In the heat of the moment, various bloggers reported that the Catholic Church routinely refuses to grant a funeral service to gays. Given much publicised incidents such as in 2005 when San Diego bishop Robert Brom originally denied (he later relented) a Catholic funeral to gay nightclub owner John McCusker, such misinformation is hardly surprising.

Funeral or no funeral, however, Catholic teaching on the “moral disorder” of homosexuality remains uncompromising. The person who most clearly embodies this hard line, obviously, is Pope Benedict XVI himself. In Light of the World, his 2010 interview/conversation book with German journalist Peter Seewald, the pope tried to soften the hard line by saying that gays should “not be discriminated against” and “deserve respect”.

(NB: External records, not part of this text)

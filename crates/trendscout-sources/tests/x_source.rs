//! Integration tests for `XSource::fetch_posts`.
//!
//! Uses `wiremock` to stand up a local HTTP server for each test. Covers the
//! one-request discipline, score-sorted truncation, the two distinct 429
//! meanings (rolling window vs monthly usage cap), and auth failures.

use chrono::{Duration, Utc};
use serde_json::json;
use wiremock::matchers::{method, path, query_param};
use wiremock::{Mock, MockServer, ResponseTemplate};

use trendscout_core::Platform;
use trendscout_sources::{
    shared, Acquire, RateBudgetConfig, RateBudgetTracker, SharedBudget, SourceError, XConfig,
    XSource,
};

/// Budget with no X rules: tests that are not about budgeting run unthrottled.
fn open_budget() -> SharedBudget {
    shared(RateBudgetTracker::new(
        RateBudgetConfig::default(),
        Utc::now(),
    ))
}

fn standard_budget() -> SharedBudget {
    shared(RateBudgetTracker::new(
        RateBudgetConfig::standard(),
        Utc::now(),
    ))
}

fn test_source(server: &MockServer, budget: SharedBudget) -> XSource {
    XSource::new(
        XConfig {
            bearer_token: "test-bearer".to_owned(),
            search_query: "(viral OR trending) lang:en -is:retweet".to_owned(),
            request_timeout_secs: 5,
            max_retries: 0,
            backoff_base_ms: 1,
        },
        budget,
    )
    .expect("failed to build test XSource")
    .with_api_base(server.uri())
}

/// Search response with `count` tweets where tweet `t{i}` has `i * 10` likes,
/// so higher indexes score higher.
fn search_body(count: usize) -> serde_json::Value {
    let created_at = (Utc::now() - Duration::hours(1)).to_rfc3339();
    let data: Vec<serde_json::Value> = (0..count)
        .map(|i| {
            json!({
                "id": format!("t{i}"),
                "text": format!("trending thing number {i} #wave"),
                "author_id": "u0",
                "created_at": created_at,
                "public_metrics": {
                    "retweet_count": 0,
                    "reply_count": 0,
                    "like_count": i * 10,
                    "quote_count": 0,
                    "bookmark_count": 0,
                    "impression_count": 0
                },
                "entities": {"hashtags": [{"tag": "wave"}], "mentions": []}
            })
        })
        .collect();
    json!({
        "data": data,
        "includes": {
            "users": [{
                "id": "u0",
                "username": "surfer",
                "name": "Surfer",
                "public_metrics": {"followers_count": 1000}
            }]
        }
    })
}

// ---------------------------------------------------------------------------
// Test 1 - results come back score-sorted and truncated
// ---------------------------------------------------------------------------

#[tokio::test]
async fn search_results_are_sorted_by_score_and_capped() {
    let server = MockServer::start().await;

    Mock::given(method("GET"))
        .and(path("/2/tweets/search/recent"))
        .and(query_param("max_results", "100"))
        .and(query_param(
            "query",
            "(viral OR trending) lang:en -is:retweet",
        ))
        .respond_with(ResponseTemplate::new(200).set_body_json(&search_body(30)))
        .expect(1)
        .mount(&server)
        .await;

    let source = test_source(&server, open_budget());
    let outcome = source.fetch_posts(100).await;

    assert!(
        outcome.error.is_none(),
        "expected clean completion, got: {:?}",
        outcome.error
    );
    assert_eq!(outcome.posts.len(), 25, "kept slice should cap at 25");
    assert_eq!(
        outcome.posts[0].source_post_id, "t29",
        "highest-liked tweet should rank first"
    );
    assert_eq!(
        outcome.posts[24].source_post_id, "t5",
        "slice should hold the top 25 by score"
    );
    assert!(
        outcome
            .posts
            .windows(2)
            .all(|w| w[0].engagement_score >= w[1].engagement_score),
        "scores should be non-increasing"
    );
}

#[tokio::test]
async fn caller_ceiling_below_25_wins() {
    let server = MockServer::start().await;

    Mock::given(method("GET"))
        .and(path("/2/tweets/search/recent"))
        .respond_with(ResponseTemplate::new(200).set_body_json(&search_body(30)))
        .mount(&server)
        .await;

    let source = test_source(&server, open_budget());
    let outcome = source.fetch_posts(10).await;

    assert!(outcome.error.is_none());
    assert_eq!(outcome.posts.len(), 10);
}

// ---------------------------------------------------------------------------
// Test 2 - usage-cap 429 exhausts the quota for the whole period
// ---------------------------------------------------------------------------

#[tokio::test]
async fn usage_cap_429_reports_quota_exhausted_and_blocks_the_tracker() {
    let server = MockServer::start().await;

    let reset_epoch = (Utc::now() + Duration::hours(6)).timestamp();
    Mock::given(method("GET"))
        .and(path("/2/tweets/search/recent"))
        .respond_with(
            ResponseTemplate::new(429)
                .insert_header("x-rate-limit-reset", reset_epoch.to_string().as_str())
                .set_body_json(&json!({
                    "title": "UsageCapExceeded",
                    "detail": "Usage cap exceeded: Monthly product cap",
                    "period": "Monthly"
                })),
        )
        .expect(1)
        .mount(&server)
        .await;

    let budget = standard_budget();
    let source = test_source(&server, budget.clone());
    let outcome = source.fetch_posts(100).await;

    assert!(outcome.posts.is_empty());
    let reset_at = match outcome.error {
        Some(SourceError::QuotaExhausted { reset_at, .. }) => {
            assert_eq!(
                reset_at.timestamp(),
                reset_epoch,
                "reset should come from the x-rate-limit-reset header"
            );
            reset_at
        }
        other => panic!("expected SourceError::QuotaExhausted, got: {other:?}"),
    };

    // The tracker must refuse further X requests until the reset.
    let decision = budget.lock().await.try_acquire(Platform::X, Utc::now());
    assert_eq!(decision, Acquire::QuotaExhausted { reset_at });
}

// ---------------------------------------------------------------------------
// Test 3 - plain 429 is an ordinary rolling-window limit
// ---------------------------------------------------------------------------

#[tokio::test]
async fn plain_429_reports_rate_limited_without_blocking_the_period() {
    let server = MockServer::start().await;

    let reset_epoch = (Utc::now() + Duration::minutes(10)).timestamp();
    Mock::given(method("GET"))
        .and(path("/2/tweets/search/recent"))
        .respond_with(
            ResponseTemplate::new(429)
                .insert_header("x-rate-limit-reset", reset_epoch.to_string().as_str())
                .set_body_json(&json!({"title": "Too Many Requests"})),
        )
        .expect(1)
        .mount(&server)
        .await;

    let budget = open_budget();
    let source = test_source(&server, budget.clone());
    let outcome = source.fetch_posts(100).await;

    match outcome.error {
        Some(SourceError::RateLimited {
            retry_after_secs, ..
        }) => {
            assert!(
                (595..=600).contains(&retry_after_secs),
                "wait should be derived from the reset header, got {retry_after_secs}"
            );
        }
        other => panic!("expected SourceError::RateLimited, got: {other:?}"),
    }

    // No period block: the tracker still answers Allowed for an open config.
    let decision = budget.lock().await.try_acquire(Platform::X, Utc::now());
    assert_eq!(decision, Acquire::Allowed);
}

// ---------------------------------------------------------------------------
// Test 4 - saturated window skips the request entirely
// ---------------------------------------------------------------------------

#[tokio::test]
async fn saturated_window_defers_without_calling_the_provider() {
    let server = MockServer::start().await;

    Mock::given(method("GET"))
        .and(path("/2/tweets/search/recent"))
        .respond_with(ResponseTemplate::new(200).set_body_json(&search_body(5)))
        .expect(0)
        .mount(&server)
        .await;

    let budget = standard_budget();
    budget.lock().await.record_request(Platform::X, Utc::now());

    let source = test_source(&server, budget);
    let outcome = source.fetch_posts(100).await;

    assert!(outcome.posts.is_empty());
    match outcome.error {
        Some(SourceError::RateLimited {
            retry_after_secs, ..
        }) => {
            assert!(
                retry_after_secs <= 15 * 60,
                "wait should be at most the window length, got {retry_after_secs}"
            );
            assert!(retry_after_secs > 14 * 60, "wait should be near 15 minutes");
        }
        other => panic!("expected SourceError::RateLimited, got: {other:?}"),
    }
}

// ---------------------------------------------------------------------------
// Test 5 - auth and malformed-body handling
// ---------------------------------------------------------------------------

#[tokio::test]
async fn unauthorized_search_reports_auth_failure() {
    let server = MockServer::start().await;

    Mock::given(method("GET"))
        .and(path("/2/tweets/search/recent"))
        .respond_with(ResponseTemplate::new(401))
        .expect(1)
        .mount(&server)
        .await;

    let source = test_source(&server, open_budget());
    let outcome = source.fetch_posts(100).await;

    assert!(outcome.posts.is_empty());
    assert!(
        matches!(outcome.error, Some(SourceError::Auth { .. })),
        "expected SourceError::Auth, got: {:?}",
        outcome.error
    );
}

#[tokio::test]
async fn malformed_search_body_degrades_to_empty_result() {
    let server = MockServer::start().await;

    Mock::given(method("GET"))
        .and(path("/2/tweets/search/recent"))
        .respond_with(ResponseTemplate::new(200).set_body_string("<html>maintenance</html>"))
        .mount(&server)
        .await;

    let source = test_source(&server, open_budget());
    let outcome = source.fetch_posts(100).await;

    assert!(outcome.error.is_none(), "malformed body is not fatal");
    assert!(outcome.posts.is_empty());
}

However, the pope goes on to say that human sexuality has “an intrinsic meaning and direction, which is not homosexual”. Rather it is about “the union of man and woman”, a union that guarantees our future through procreation.

Church teaching must remain firm on this point, he says, “even if it is not pleasing to our age”. Furthermore, Pope Benedict infuriated many gays by touching on the nature/nurture argument, saying that “we still don’t know” whether homosexual inclinations are innate or arise early in life.

Whichever it was, he adds, these “inclinations” represent “a great trial” for the homosexual.

Just to make it clear, he concludes: “But this does not mean that homosexuality thereby becomes morally right. Rather, it remains contrary to the essence of what God originally willed.” Not much leeway there. While no one could expect the Catholic Church to change its line on homosexuality, certainly under while Pope Benedict, a number of commentators seized the Dalla funeral controversy as proof that the time has come for Italian state legislation to finally acknowledge same-sex unions.

“Now is not the moment to waste time discussing the hypocrisy of the institutional church or why Italians tend to handle their private affairs without any form of ‘outing’. The question is another. If even the church hierarchy now finds it impossible to publicly condemn the gay life, it is hard to understand why the Italian state still has not passed legislation allowing two homosexual partners to publicly testify to their life union,” wrote church commentator Marco Politi.

He has a point. Since at least 1986, many different civil union Bills have been proposed, but all have fallen. Various centre-right formations, aided and abetted by the Italian church, have successfully opposed such initiatives. Even this week, the PDL party of ex-prime minister Silvio Berlusconi has played the anti-gay card, with party secretary Angelino Alfano arguing that if the centre-left wins the next election, it will introduce same-sex marriage legislation, similar to Spain.

We have not heard the last of this argument.